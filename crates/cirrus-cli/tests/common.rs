#![allow(dead_code)]

use std::{
    fs,
    path::{Path, PathBuf},
};

use assert_cmd::{assert::Assert, cargo::cargo_bin_cmd, Command};
use serde_json::{json, Value};
use tempfile::TempDir;

pub const RELEASE_CLI: &str = "1.18.0-trusty-amd64";

/// A throwaway environment: manifest, catalog root and local source directories.
pub struct TestEnv {
    pub temp: TempDir,
    pub manifest: PathBuf,
    pub catalog: PathBuf,
}

impl TestEnv {
    pub fn new(manifest: &Value) -> Self {
        let temp = tempfile::Builder::new()
            .prefix("cirrus-cli-")
            .tempdir()
            .expect("tempdir");
        let manifest_path = temp.path().join("environment.json");
        fs::write(
            &manifest_path,
            serde_json::to_vec_pretty(manifest).expect("manifest json"),
        )
        .expect("write manifest");
        let catalog = temp.path().join("catalog");
        Self {
            temp,
            manifest: manifest_path,
            catalog,
        }
    }

    pub fn path(&self) -> &Path {
        self.temp.path()
    }

    /// Creates a source directory holding `images.json` / `tools.json` documents.
    pub fn source_dir(&self, name: &str, images: &Value, tools: &Value) -> PathBuf {
        let dir = self.temp.path().join("sources").join(name);
        fs::create_dir_all(&dir).expect("source dir");
        fs::write(dir.join("images.json"), images.to_string()).expect("images");
        fs::write(dir.join("tools.json"), tools.to_string()).expect("tools");
        dir
    }

    pub fn cirrus(&self) -> Command {
        let mut cmd = cargo_bin_cmd!("cirrus");
        cmd.env("CIRRUS_ENVIRONMENT", &self.manifest)
            .env("CIRRUS_CATALOG_PATH", &self.catalog)
            .env("CIRRUS_VERSION", RELEASE_CLI)
            .env("NO_COLOR", "1")
            .env_remove("CIRRUS_DEVELOPMENT")
            .env_remove("CIRRUS_AGENT_BINARY")
            .env_remove("CIRRUS_IMAGE_METADATA_URL")
            .env_remove("CIRRUS_TOOLS_METADATA_URL");
        cmd
    }
}

pub fn file_url(dir: &Path) -> String {
    format!("file://{}", dir.display())
}

pub fn manifest(extra: &Value) -> Value {
    let mut manifest = json!({ "name": "staging", "type": "openstack" });
    if let (Some(target), Some(extra)) = (manifest.as_object_mut(), extra.as_object()) {
        for (key, value) in extra {
            target.insert(key.clone(), value.clone());
        }
    }
    manifest
}

pub fn image(id: &str, region: &str, version: &str, arch: &str) -> Value {
    json!({
        "id": id,
        "region": region,
        "endpoint": format!("https://{region}"),
        "version": version,
        "arch": arch,
        "virt_type": "hvm",
        "root_store": "ebs",
    })
}

pub fn tools(version: &str, series: &str, arch: &str) -> Value {
    json!({
        "version": version,
        "series": series,
        "arch": arch,
        "size": 1024,
        "sha256": format!("sha-{version}-{arch}"),
        "path": format!("tools/cirrus-{version}-{series}-{arch}.tgz"),
    })
}

pub fn parse_json(assert: &Assert) -> Value {
    serde_json::from_slice(&assert.get_output().stdout).expect("valid json")
}

/// Catalog name of the machine running the tests, when it is one the tests cover.
pub fn host_arch() -> Option<&'static str> {
    match std::env::consts::ARCH {
        "x86_64" => Some("amd64"),
        "aarch64" => Some("arm64"),
        _ => None,
    }
}
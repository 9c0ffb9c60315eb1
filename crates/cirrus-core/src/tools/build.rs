use cirrus_domain::api::{Binary, BuiltArtifact};

use crate::effects::BuildTool;
use crate::errors::ToolsError;

/// Builds tools one build number past the CLI version and labels them for the target
/// series and architecture. Uploading is left to the caller.
pub fn build_on_demand(
    builder: &dyn BuildTool,
    cli: &Binary,
    series: &str,
    arch: &str,
) -> Result<BuiltArtifact, ToolsError> {
    let version = cli.number.next_build().map_err(|err| ToolsError::Build {
        version: cli.number,
        source: err.into(),
    })?;
    tracing::info!(%version, series, arch, "building tools on demand");
    let mut built = builder
        .build_tarball(Some(&version))
        .map_err(|err| ToolsError::Build {
            version,
            source: err.into(),
        })?;
    built.version = Binary {
        number: version,
        series: series.to_string(),
        arch: arch.to_string(),
    };
    tracing::debug!(
        storage_name = %built.storage_name,
        size = built.size,
        sha256 = %built.sha256,
        "tools built"
    );
    Ok(built)
}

### What is expected
Reproduce the material exactly. Every line must match.

### Final answer
filename crates/cirrus-cli/tests/common.rs
#![allow(dead_code)]

use std::{
    fs,
    path::{Path, PathBuf},
};

use assert_cmd::{assert::Assert, cargo::cargo_bin_cmd, Command};
use serde_json::{json, Value};
use tempfile::TempDir;

pub const RELEASE_CLI: &str = "1.18.0-trusty-amd64";

/// A throwaway environment: manifest, catalog root and local source directories.
pub struct TestEnv {
    pub temp: TempDir,
    pub manifest: PathBuf,
    pub catalog: PathBuf,
}

impl TestEnv {
    pub fn new(manifest: &Value) -> Self {
        let temp = tempfile::Builder::new()
            .prefix("cirrus-cli-")
            .tempdir()
            .expect("tempdir");
        let manifest_path = temp.path().join("environment.json");
        fs::write(
            &manifest_path,
            serde_json::to_vec_pretty(manifest).expect("manifest json"),
        )
        .expect("write manifest");
        let catalog = temp.path().join("catalog");
        Self {
            temp,
            manifest: manifest_path,
            catalog,
        }
    }

    pub fn path(&self) -> &Path {
        self.temp.path()
    }

    /// Creates a source directory holding `images.json` / `tools.json` documents.
    pub fn source_dir(&self, name: &str, images: &Value, tools: &Value) -> PathBuf {
        let dir = self.temp.path().join("sources").join(name);
        fs::create_dir_all(&dir).expect("source dir");
        fs::write(dir.join("images.json"), images.to_string()).expect("images");
        fs::write(dir.join("tools.json"), tools.to_string()).expect("tools");
        dir
    }

    pub fn cirrus(&self) -> Command {
        let mut cmd = cargo_bin_cmd!("cirrus");
        cmd.env("CIRRUS_ENVIRONMENT", &self.manifest)
            .env("CIRRUS_CATALOG_PATH", &self.catalog)
            .env("CIRRUS_VERSION", RELEASE_CLI)
            .env("NO_COLOR", "1")
            .env_remove("CIRRUS_DEVELOPMENT")
            .env_remove("CIRRUS_AGENT_BINARY")
            .env_remove("CIRRUS_IMAGE_METADATA_URL")
            .env_remove("CIRRUS_TOOLS_METADATA_URL");
        cmd
    }
}

pub fn file_url(dir: &Path) -> String {
    format!("file://{}", dir.display())
}

pub fn manifest(extra: &Value) -> Value {
    let mut manifest = json!({ "name": "staging", "type": "openstack" });
    if let (Some(target), Some(extra)) = (manifest.as_object_mut(), extra.as_object()) {
        for (key, value) in extra {
            target.insert(key.clone(), value.clone());
        }
    }
    manifest
}

pub fn image(id: &str, region: &str, version: &str, arch: &str) -> Value {
    json!({
        "id": id,
        "region": region,
        "endpoint": format!("https://{region}"),
        "version": version,
        "arch": arch,
        "virt_type": "hvm",
        "root_store": "ebs",
    })
}

pub fn tools(version: &str, series: &str, arch: &str) -> Value {
    json!({
        "version": version,
        "series": series,
        "arch": arch,
        "size": 1024,
        "sha256": format!("sha-{version}-{arch}"),
        "path": format!("tools/cirrus-{version}-{series}-{arch}.tgz"),
    })
}

pub fn parse_json(assert: &Assert) -> Value {
    serde_json::from_slice(&assert.get_output().stdout).expect("valid json")
}

/// Catalog name of the machine running the tests, when it is one the tests cover.
pub fn host_arch() -> Option<&'static str> {
    match std::env::consts::ARCH {
        "x86_64" => Some("amd64"),
        "aarch64" => Some("arm64"),
        _ => None,
    }
}
repository 9c0ffb9c60315eb1
filename crates/cirrus-core/src/tools/build.rs
use cirrus_domain::api::{Binary, BuiltArtifact};

use crate::effects::BuildTool;
use crate::errors::ToolsError;

/// Builds tools one build number past the CLI version and labels them for the target
/// series and architecture. Uploading is left to the caller.
pub fn build_on_demand(
    builder: &dyn BuildTool,
    cli: &Binary,
    series: &str,
    arch: &str,
) -> Result<BuiltArtifact, ToolsError> {
    let version = cli.number.next_build().map_err(|err| ToolsError::Build {
        version: cli.number,
        source: err.into(),
    })?;
    tracing::info!(%version, series, arch, "building tools on demand");
    let mut built = builder
        .build_tarball(Some(&version))
        .map_err(|err| ToolsError::Build {
            version,
            source: err.into(),
        })?;
    built.version = Binary {
        number: version,
        series: series.to_string(),
        arch: arch.to_string(),
    };
    tracing::debug!(
        storage_name = %built.storage_name,
        size = built.size,
        sha256 = %built.sha256,
        "tools built"
    );
    Ok(built)
}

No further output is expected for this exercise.